WW I Housing

Quincy MA
General Description (1919 report):
"At Quincy, a city about 7 miles southeast of Boston, are located the great Fore River Shipyards, a subsidiary enterprise of the Bethlehem Steel Co. Quincy has been until recent years a residential suburb with but comparatively little manufacturing and no very important industries except the well-known granite quarries. The prewar population was about 40,000. The present population is about 50,000 people, of whom fully 18,000 are foreign born. Before the war the shipyards employed about 4,000 men. Navy Department and Shipping Board contracts increased this number nearly four fold, producing a most serious housing shortage and entailing an enormous labor turnover with limitation of output; 3,000 men had to be hired in one month to secure an addition of 1,000 to ·the force. Unhealthy conditions due to overcrowding were common."

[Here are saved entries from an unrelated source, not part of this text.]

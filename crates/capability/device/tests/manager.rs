use async_trait::async_trait;
use domain::{DataPoint, Device, ProtocolKind, Quality};
use ems_device::{ClientFactory, ConnectOutcome, DeviceError, DeviceManager};
use ems_protocol::{ModbusFunction, ProtocolClient, ProtocolError, RawValue, Selector};
use std::collections::HashMap;
use std::sync::atomic::{AtomicBool, AtomicUsize, Ordering};
use std::sync::{Arc, Mutex};
use tokio::sync::Notify;

#[derive(Clone, Copy)]
enum Failure {
    Timeout,
    Io,
}

impl Failure {
    fn into_error(self) -> ProtocolError {
        match self {
            Self::Timeout => ProtocolError::Timeout("read".to_string()),
            Self::Io => ProtocolError::Io(std::io::Error::new(
                std::io::ErrorKind::BrokenPipe,
                "link down",
            )),
        }
    }
}

/// 单个设备的脚本状态，跨重连共享
#[derive(Default)]
struct FakeDevice {
    connects: AtomicUsize,
    disconnects: AtomicUsize,
    refuse_connect: AtomicBool,
    fail_disconnect: AtomicBool,
    link_lost: AtomicBool,
    connect_gate: Mutex<Option<Arc<Notify>>>,
    registers: Mutex<Vec<u16>>,
    next_failure: Mutex<Option<Failure>>,
    writes: Mutex<Vec<(Selector, RawValue)>>,
}

struct FakeClient {
    state: Arc<FakeDevice>,
    connected: bool,
}

#[async_trait]
impl ProtocolClient for FakeClient {
    fn kind(&self) -> ProtocolKind {
        ProtocolKind::ModbusTcp
    }

    async fn connect(&mut self) -> Result<(), ProtocolError> {
        self.state.connects.fetch_add(1, Ordering::SeqCst);
        let gate = self.state.connect_gate.lock().expect("lock").clone();
        if let Some(gate) = gate {
            gate.notified().await;
        }
        if self.state.refuse_connect.load(Ordering::SeqCst) {
            return Err(ProtocolError::Connection("refused".to_string()));
        }
        self.state.link_lost.store(false, Ordering::SeqCst);
        self.connected = true;
        Ok(())
    }

    async fn disconnect(&mut self) -> Result<(), ProtocolError> {
        self.state.disconnects.fetch_add(1, Ordering::SeqCst);
        self.connected = false;
        if self.state.fail_disconnect.load(Ordering::SeqCst) {
            return Err(ProtocolError::Io(std::io::Error::other("close failed")));
        }
        Ok(())
    }

    async fn read(&mut self, selector: &Selector) -> Result<RawValue, ProtocolError> {
        if let Some(failure) = self.state.next_failure.lock().expect("lock").take() {
            return Err(failure.into_error());
        }
        let Selector::Modbus { function, count, .. } = selector else {
            return Err(ProtocolError::InvalidSelector("not modbus".to_string()));
        };
        if function.is_bit() {
            return Ok(RawValue::Bits(vec![true]));
        }
        let registers = self.state.registers.lock().expect("lock").clone();
        Ok(RawValue::Words(registers.into_iter().take(*count as usize).collect()))
    }

    async fn write(&mut self, selector: &Selector, value: &RawValue) -> Result<(), ProtocolError> {
        self.state
            .writes
            .lock()
            .expect("lock")
            .push((selector.clone(), value.clone()));
        Ok(())
    }

    fn is_connected(&self) -> bool {
        self.connected && !self.state.link_lost.load(Ordering::SeqCst)
    }
}

#[derive(Default)]
struct FakeFactory {
    devices: Mutex<HashMap<i64, Arc<FakeDevice>>>,
    created: AtomicUsize,
}

impl FakeFactory {
    fn device(&self, id: i64) -> Arc<FakeDevice> {
        Arc::clone(self.devices.lock().expect("lock").entry(id).or_default())
    }
}

impl ClientFactory for FakeFactory {
    fn create(&self, device: &Device) -> Result<Box<dyn ProtocolClient>, ProtocolError> {
        if device.protocol_kind().is_none() {
            return Err(ProtocolError::UnsupportedProtocol(device.protocol.clone()));
        }
        self.created.fetch_add(1, Ordering::SeqCst);
        Ok(Box::new(FakeClient {
            state: self.device(device.id),
            connected: false,
        }))
    }
}

fn setup() -> (Arc<FakeFactory>, DeviceManager) {
    let factory = Arc::new(FakeFactory::default());
    let manager = DeviceManager::new(factory.clone());
    (factory, manager)
}

fn device(id: i64) -> Device {
    let mut device = Device::new(id, format!("plc-{id}"), "modbus_tcp");
    device.host = Some("127.0.0.1".to_string());
    device
}

#[tokio::test]
async fn connect_twice_reuses_connection() {
    let (factory, manager) = setup();
    let dev = device(1);

    let first = manager.connect_device(&dev).await.expect("connect");
    let second = manager.connect_device(&dev).await.expect("connect again");

    assert_eq!(first, ConnectOutcome::Connected);
    assert_eq!(second, ConnectOutcome::AlreadyConnected);
    assert_eq!(factory.device(1).connects.load(Ordering::SeqCst), 1);
    assert_eq!(factory.created.load(Ordering::SeqCst), 1);
    assert!(manager.is_device_connected(1).await);
}

#[tokio::test]
async fn stale_client_is_closed_before_reconnect() {
    let (factory, manager) = setup();
    let dev = device(50);
    manager.connect_device(&dev).await.expect("connect");

    factory.device(50).link_lost.store(true, Ordering::SeqCst);
    assert!(!manager.is_device_connected(50).await);

    let outcome = manager.connect_device(&dev).await.expect("reconnect");
    assert_eq!(outcome, ConnectOutcome::Connected);
    assert_eq!(factory.device(50).connects.load(Ordering::SeqCst), 2);
    assert_eq!(factory.device(50).disconnects.load(Ordering::SeqCst), 1);
    assert!(manager.is_device_connected(50).await);
}

#[tokio::test]
async fn connect_waiting_on_a_retired_slot_registers_a_fresh_one() {
    let (factory, manager) = setup();
    let manager = Arc::new(manager);
    let state = factory.device(60);
    let gate = Arc::new(Notify::new());
    *state.connect_gate.lock().expect("lock") = Some(gate.clone());

    // 第一次连接停在握手中，持有条目锁
    let first = tokio::spawn({
        let manager = manager.clone();
        async move { manager.connect_device(&device(60)).await }
    });
    while state.connects.load(Ordering::SeqCst) == 0 {
        tokio::task::yield_now().await;
    }

    // 第二次连接拿到同一条目后排队等锁
    let second = tokio::spawn({
        let manager = manager.clone();
        async move { manager.connect_device(&device(60)).await }
    });
    for _ in 0..5 {
        tokio::task::yield_now().await;
    }

    // 断开操作在两者都拿到条目后注销它
    let disconnect = tokio::spawn({
        let manager = manager.clone();
        async move { manager.disconnect_device(60).await }
    });
    for _ in 0..5 {
        tokio::task::yield_now().await;
    }

    *state.connect_gate.lock().expect("lock") = None;
    gate.notify_one();

    let first = first.await.expect("join").expect("first connect");
    let second = second.await.expect("join").expect("second connect");
    let removed = disconnect.await.expect("join").expect("disconnect");

    assert_eq!(first, ConnectOutcome::Connected);
    assert_eq!(second, ConnectOutcome::Connected);
    assert!(removed);
    assert!(manager.is_device_connected(60).await);
    assert_eq!(manager.connected_device_ids(), vec![60]);
    // 每条物理连接要么仍在注册表中，要么已关闭
    assert_eq!(state.connects.load(Ordering::SeqCst), 2);
    assert_eq!(state.disconnects.load(Ordering::SeqCst), 1);
}

#[tokio::test]
async fn failed_connect_registers_nothing() {
    let (factory, manager) = setup();
    factory.device(2).refuse_connect.store(true, Ordering::SeqCst);

    let err = manager.connect_device(&device(2)).await.expect_err("should fail");
    assert!(matches!(
        err.protocol_error(),
        Some(ProtocolError::Connection(_))
    ));
    assert!(!manager.is_device_connected(2).await);
    assert!(manager.connected_device_ids().is_empty());
}

#[tokio::test]
async fn unsupported_protocol_is_reported() {
    let (_, manager) = setup();
    let mut dev = device(3);
    dev.protocol = "profinet".to_string();

    let err = manager.connect_device(&dev).await.expect_err("should fail");
    assert!(matches!(
        err.protocol_error(),
        Some(ProtocolError::UnsupportedProtocol(_))
    ));
}

#[tokio::test]
async fn read_requires_connection() {
    let (_, manager) = setup();
    let point = DataPoint::new(10, 4, "temp", "100", "int16");

    let err = manager.read_data_point(4, &point).await.expect_err("should fail");
    assert!(matches!(err, DeviceError::NotConnected(4)));
}

#[tokio::test]
async fn read_decodes_and_scales() {
    let (factory, manager) = setup();
    manager.connect_device(&device(5)).await.expect("connect");
    *factory.device(5).registers.lock().expect("lock") = vec![0x0001, 0x0002];

    let mut point = DataPoint::new(11, 5, "energy", "200", "int32");
    point.scale = Some(0.5);
    point.offset = Some(1.0);

    let sample = manager.read_data_point(5, &point).await.expect("read");
    assert_eq!(sample.quality, Quality::Good);
    assert_eq!(sample.value, Some(65538.0 * 0.5 + 1.0));
}

#[tokio::test]
async fn read_timeout_degrades_quality_and_keeps_connection() {
    let (factory, manager) = setup();
    manager.connect_device(&device(6)).await.expect("connect");
    *factory.device(6).next_failure.lock().expect("lock") = Some(Failure::Timeout);

    let point = DataPoint::new(12, 6, "flow", "1", "uint16");
    let sample = manager.read_data_point(6, &point).await.expect("read");

    assert_eq!(sample.quality, Quality::Bad);
    assert_eq!(sample.value, None);
    assert!(manager.is_device_connected(6).await);
}

#[tokio::test]
async fn transport_failure_evicts_connection() {
    let (factory, manager) = setup();
    let dev = device(7);
    manager.connect_device(&dev).await.expect("connect");
    *factory.device(7).next_failure.lock().expect("lock") = Some(Failure::Io);

    let point = DataPoint::new(13, 7, "level", "1", "uint16");
    let sample = manager.read_data_point(7, &point).await.expect("read");
    assert_eq!(sample.quality, Quality::Bad);
    assert!(!manager.is_device_connected(7).await);

    let outcome = manager.connect_device(&dev).await.expect("reconnect");
    assert_eq!(outcome, ConnectOutcome::Connected);
    assert_eq!(factory.device(7).connects.load(Ordering::SeqCst), 2);
}

#[tokio::test]
async fn decode_failure_degrades_quality() {
    let (factory, manager) = setup();
    manager.connect_device(&device(8)).await.expect("connect");
    *factory.device(8).registers.lock().expect("lock") = vec![0x0001];

    // float32 需要两个寄存器
    let point = DataPoint::new(14, 8, "pressure", "1", "float32");
    let sample = manager.read_data_point(8, &point).await.expect("read");
    assert_eq!(sample.quality, Quality::Bad);
}

#[tokio::test]
async fn bool_write_targets_coil() {
    let (factory, manager) = setup();
    manager.connect_device(&device(9)).await.expect("connect");

    let point = DataPoint::new(15, 9, "pump", "12", "bool");
    manager.write_data_point(9, &point, 1.0).await.expect("write");

    let writes = factory.device(9).writes.lock().expect("lock").clone();
    assert_eq!(writes.len(), 1);
    assert!(matches!(
        writes[0].0,
        Selector::Modbus { function: ModbusFunction::Coil, address: 12, .. }
    ));
    assert_eq!(writes[0].1, RawValue::Bits(vec![true]));
}

#[tokio::test]
async fn write_errors_propagate() {
    let (_, manager) = setup();
    manager.connect_device(&device(10)).await.expect("connect");

    let point = DataPoint::new(16, 10, "setpoint", "not-a-number", "uint16");
    let err = manager
        .write_data_point(10, &point, 5.0)
        .await
        .expect_err("should fail");
    assert!(matches!(
        err.protocol_error(),
        Some(ProtocolError::InvalidAddress(_))
    ));
}

#[tokio::test]
async fn read_only_points_reject_writes() {
    let (factory, manager) = setup();
    manager.connect_device(&device(11)).await.expect("connect");

    for (id, data_type) in [(17, "discrete_input"), (18, "input_int16")] {
        let point = DataPoint::new(id, 11, "status", "5", data_type);
        let err = manager
            .write_data_point(11, &point, 1.0)
            .await
            .expect_err("should fail");
        assert!(matches!(
            err.protocol_error(),
            Some(ProtocolError::InvalidSelector(_))
        ));
    }
    assert!(factory.device(11).writes.lock().expect("lock").is_empty());
}

#[tokio::test]
async fn disconnect_all_waits_for_every_device() {
    let (factory, manager) = setup();
    for id in [20, 21, 22] {
        manager.connect_device(&device(id)).await.expect("connect");
    }
    factory.device(21).fail_disconnect.store(true, Ordering::SeqCst);

    let result = manager.disconnect_all().await;
    assert!(result.is_err());
    for id in [20, 21, 22] {
        assert_eq!(factory.device(id).disconnects.load(Ordering::SeqCst), 1);
        assert!(!manager.is_device_connected(id).await);
    }
}

#[tokio::test]
async fn connection_test_does_not_register() {
    let (factory, manager) = setup();
    manager.test_connection(&device(30)).await.expect("test connection");

    assert_eq!(factory.device(30).connects.load(Ordering::SeqCst), 1);
    assert_eq!(factory.device(30).disconnects.load(Ordering::SeqCst), 1);
    assert!(!manager.is_device_connected(30).await);
}

#[tokio::test]
async fn reload_drops_live_connection() {
    let (factory, manager) = setup();
    let mut dev = device(40);
    manager.connect_device(&dev).await.expect("connect");

    dev.port = Some(1502);
    manager.reload_device(&dev).await.expect("reload");
    assert!(!manager.is_device_connected(40).await);
    assert_eq!(factory.device(40).disconnects.load(Ordering::SeqCst), 1);

    assert!(!manager.disconnect_device(40).await.expect("disconnect"));
}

1919 excerpt describing the design of Baker Yacht Basin Site:
Area planned: 21.78 acres. Housing planned and constructed: Semi-detached houses, 18 families; detached two-flat houses, 218 families. Total, 236 families.

"This tract, intended to provide for unskilled workers, had to be planned with a density of about 13 families to the acre in order to keep down the cost for lots, the presence of the seashore park offsetting the relative density of population. Row houses were considered, but the detached two-flat house was adopted as the principal type because of local custom. The side space between buildings is never less than the standard minimum of 16 feet, but seldom much exceeds the preferred minimum of 20 feet. These spaces are sufficient to provide light and air, but they are none too much in the case of three-room deep two-flat houses. The lots are generally 90 feet deep. Streets had been platted and rough graded in this tract when the Housing Corporation bought it, including Baker Avenue, another street parallel to it only a short distance east, and two transverse streets so spaced as to give a row of lots backing toward the shore. This street system left the very deep lots along Washington Street and thus made the rest of the lots very shallow. In our development of the whole area from Washington Street to the shore, every interior street was changed except Baker Avenue, the street near Baker Avenue and parallel to it being omitted as not worth its cost. The advantage of fronting houses along Avalon Avenue toward the shore park and the harbor view, together with the advantage of increasing the lot depths to 9<> feet, was added to the advantage of the gain of one row of lots. Provision was made for the future extension of Lawn Avenue (an offset continuation of Curtis Avenue) into adjacent open land east of Dee Road so as to tie our plan into the general street system of the city. Several old houses existed along Washington Street. These, being unfit for use, were removed and new houses are being built on each side of the entrance roads, giving the development a reasonably good appearance from Washington Street, the main approach. The other vacant lots are held for future development. A deep "pot-hole" which could not be immediately built on in any case, was filled with material from cellar excavations and set aside as "Whiton Park." The steep bank along the water-front was graded down, furnishing sand for house-construction and concrete walks, and for street-filling on the other tracts. This shore-front will be a permanent local park and bathing beach."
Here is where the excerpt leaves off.